Olivia’s Birds: Saving the Gulf

by Olivia Bouler

32 pages, ages 7 and up

Sterling Children’s Books, 2011

To 13-year old Olivia Bouler, birds are fascinating, unique and intriguing. She’s been watching birds – and drawing them – for most of her life, from her backyard on Long Island (NY) to the rocky Maine coast to the sandy beaches of the Gulf Coast.

When the BP oil spill happened in April, 2010, Bouler worried for the birds. She knew that oily water would spell disaster for nesting, and she wanted to do something to help. But what can an 11-year old do to save birds?

Then she had an idea: she would sell bird drawings to raise money to save the birds. She pens a letter to the Audubon Society explaining that she is a “decent drawer” and plans to sell pictures of birds to raise money for bird rescue. In the first month she received 500 requests for paintings and raised more than $150,000.

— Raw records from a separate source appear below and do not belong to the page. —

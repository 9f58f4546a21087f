// Copyright 2024 Karl Sundequist Blomdahl <karl.sundequist.blomdahl@gmail.com>
//
// Licensed under the Apache License, Version 2.0 (the "License");
// you may not use this file except in compliance with the License.
// You may obtain a copy of the License at
//
//     http://www.apache.org/licenses/LICENSE-2.0
//
// Unless required by applicable law or agreed to in writing, software
// distributed under the License is distributed on an "AS IS" BASIS,
// WITHOUT WARRANTIES OR CONDITIONS OF ANY KIND, either express or implied.
// See the License for the specific language governing permissions and
// limitations under the License.

//! End-to-end scenarios against the public `go_engine` API, on a 9x9 board
//! with komi 7.5 under Tromp-Taylor rules unless a scenario needs a
//! different ruleset to exercise its specific rule.

use go_engine::features::Hwc;
use go_engine::{Board, Color, Legality, Move, Point, Ruleset, Size};

fn board() -> Board {
    Board::new(Size::square(9), 7.5, Ruleset::TROMP_TAYLOR, 0)
}

#[test]
fn corner_capture() {
    let mut board = board();

    board.play(Move::Play(Color::Black, Point::new(0, 0)));
    board.play(Move::Play(Color::White, Point::new(1, 0)));
    board.play(Move::Play(Color::Black, Point::new(8, 8))); // elsewhere, keeps turn order
    board.play(Move::Play(Color::White, Point::new(0, 1)));

    assert_eq!(board.color_at(Point::new(0, 0)), Color::Empty);
    assert_eq!(board.captures_net(), -1);
}

#[test]
fn single_ko_under_positional_superko() {
    let mut board = board();

    // Tromp-Taylor uses positional superko; build the standard diamond
    // shape and confirm the immediate recapture is forbidden.
    board.play(Move::Play(Color::Black, Point::new(1, 0)));
    board.play(Move::Play(Color::White, Point::new(2, 0)));
    board.play(Move::Play(Color::Black, Point::new(0, 1)));
    board.play(Move::Play(Color::White, Point::new(1, 1)));
    board.play(Move::Play(Color::Black, Point::new(1, 2)));
    board.play(Move::Play(Color::White, Point::new(2, 2)));
    board.play(Move::Play(Color::Black, Point::new(2, 1)));

    assert_eq!(board.color_at(Point::new(1, 1)), Color::Empty);

    let recapture = Move::Play(Color::White, Point::new(1, 1));
    assert_eq!(board.legality(recapture), Legality::Ko);
}

#[test]
fn suicide_disallowed_under_japanese_then_allowed_under_new_zealand() {
    // Two Black singletons at (1,0) and (0,1) both border the corner
    // (0,0); their only other liberties, (2,0)/(1,1)/(0,2), are filled by
    // White first, so the final Black play at (0,0) joins all three points
    // into one group with zero liberties left.
    let mut disallowed = Board::new(Size::square(9), 7.5, Ruleset::JAPANESE, 0);
    disallowed.play(Move::Play(Color::Black, Point::new(1, 0)));
    disallowed.play(Move::Play(Color::White, Point::new(2, 0)));
    disallowed.play(Move::Play(Color::Black, Point::new(0, 1)));
    disallowed.play(Move::Play(Color::White, Point::new(1, 1)));
    disallowed.play(Move::Play(Color::Black, Point::new(8, 8))); // elsewhere
    disallowed.play(Move::Play(Color::White, Point::new(0, 2)));

    let suicide = Move::Play(Color::Black, Point::new(0, 0));
    assert_eq!(disallowed.legality(suicide), Legality::Suicidal);

    let mut allowed = Board::new(Size::square(9), 7.5, Ruleset::NEW_ZEALAND, 0);
    allowed.play(Move::Play(Color::Black, Point::new(1, 0)));
    allowed.play(Move::Play(Color::White, Point::new(2, 0)));
    allowed.play(Move::Play(Color::Black, Point::new(0, 1)));
    allowed.play(Move::Play(Color::White, Point::new(1, 1)));
    allowed.play(Move::Play(Color::Black, Point::new(8, 8))); // elsewhere
    allowed.play(Move::Play(Color::White, Point::new(0, 2)));

    let suicide = Move::Play(Color::Black, Point::new(0, 0));
    assert_eq!(allowed.legality(suicide), Legality::Legal);

    let captures_before = allowed.captures_net();
    allowed.play(suicide);

    // All three connected Black stones die together.
    assert_eq!(allowed.color_at(Point::new(0, 0)), Color::Empty);
    assert_eq!(allowed.color_at(Point::new(1, 0)), Color::Empty);
    assert_eq!(allowed.color_at(Point::new(0, 1)), Color::Empty);
    assert_eq!(allowed.captures_net(), captures_before - 3);
}

#[test]
fn double_pass_ends_the_game_and_remembers_the_first_passer() {
    let mut board = board();

    board.play(Move::Play(Color::Black, Point::new(4, 4)));
    board.play(Move::Pass(Color::White));
    board.play(Move::Play(Color::Black, Point::new(4, 5)));
    board.play(Move::Pass(Color::White));

    assert_eq!(board.first_to_pass(), Color::White);
    assert_eq!(board.history().last(), Some(&Move::Pass(Color::White)));
}

#[test]
fn first_pass_button_grants_a_half_point_and_clears_ko_history() {
    let with_button = Ruleset { first_pass_bonus_rule: go_engine::FirstPassBonusRule::Bonus, ..Ruleset::AGA };
    let mut board = Board::new(Size::square(9), 6.5, with_button, 0);

    board.play(Move::Play(Color::Black, Point::new(4, 4)));
    board.play(Move::Play(Color::White, Point::new(4, 5)));

    let scalars_before = board.scalar_features(Color::Black);

    board.play(Move::Pass(Color::Black));

    assert_eq!(board.key_history().len(), 1);

    let scalars_after = board.scalar_features(Color::White);
    // Black passed first: White's effective bonus is komi + 0.5, Black's
    // would have been -(komi - 0.5); check the sign convention at least
    // changes between before/after the button is consumed.
    assert_ne!(scalars_before[0], scalars_after[0]);
}

#[test]
fn feature_plane_sanity_after_a_single_interior_play() {
    let mut board = board();

    // A lone stone in the interior of a 9x9 board has all 4 neighbours
    // empty, i.e. 4 liberties.
    board.play(Move::Play(Color::Black, Point::new(4, 4)));

    let planes = board.feature_planes::<Hwc>(Color::White);
    let (row, col) = (5, 5); // (4,4) shifted by the one-cell padding

    // Plane 1 ("belongs to to_play") has a single 1, at the played point —
    // to_play here is White, so it is plane 2 ("belongs to the opponent")
    // that is set.
    let ones_on = |channel: usize| {
        (0..go_engine::features::GRID)
            .flat_map(|r| (0..go_engine::features::GRID).map(move |c| (r, c)))
            .filter(|&(r, c)| planes[Hwc::index(r, c, channel)] == 1.0)
            .count()
    };

    assert_eq!(ones_on(2), 1, "exactly one opponent-stone plane entry");
    assert_eq!(planes[Hwc::index(row, col, 2)], 1.0);

    // Plane 3 is 1 exactly on the 9x9 playing area.
    assert_eq!(ones_on(3), 81);

    // 4 liberties -> plane 5 + min(4,4) - 1 = 8 (opponent one-hot base 9,
    // so plane 9 + 4 - 1 = 12 from White's perspective as to_play).
    assert_eq!(planes[Hwc::index(row, col, 9 + 4 - 1)], 1.0);

    // History plane 13 (d=0, the most recent move) has a single 1, at the
    // played coordinate.
    assert_eq!(ones_on(13), 1);
    assert_eq!(planes[Hwc::index(row, col, 13)], 1.0);
}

Bouler’s book – which she wrote later that year – is part field guide, part oil-spill story. She writes about – and draws – birds that live in the woods, near the water, or in your back yard.

“You may not notice the birds around you, but there are lots of them right outside your window,” she writes. Bouler describes how birds learn to fly (from their parents), shows different habitats (forest, wetlands) and draws pictures of the weirdest, wackiest birds she’s heard of – like the scissor-tailed flycatcher.

She writes about the importance of helping birds and lists what she would do if she were President of the US: stop deforestation, use cleaner energy, and put the “eco” back into the economy.

“Even though I’m not, I know that I can make a difference,” writes Bouler. “And so can you. Kids CAN do important things to preserve our earth.” Things like putting up a bird feeder, composting egg shells and orange peels, and recycling and conserving the things we use.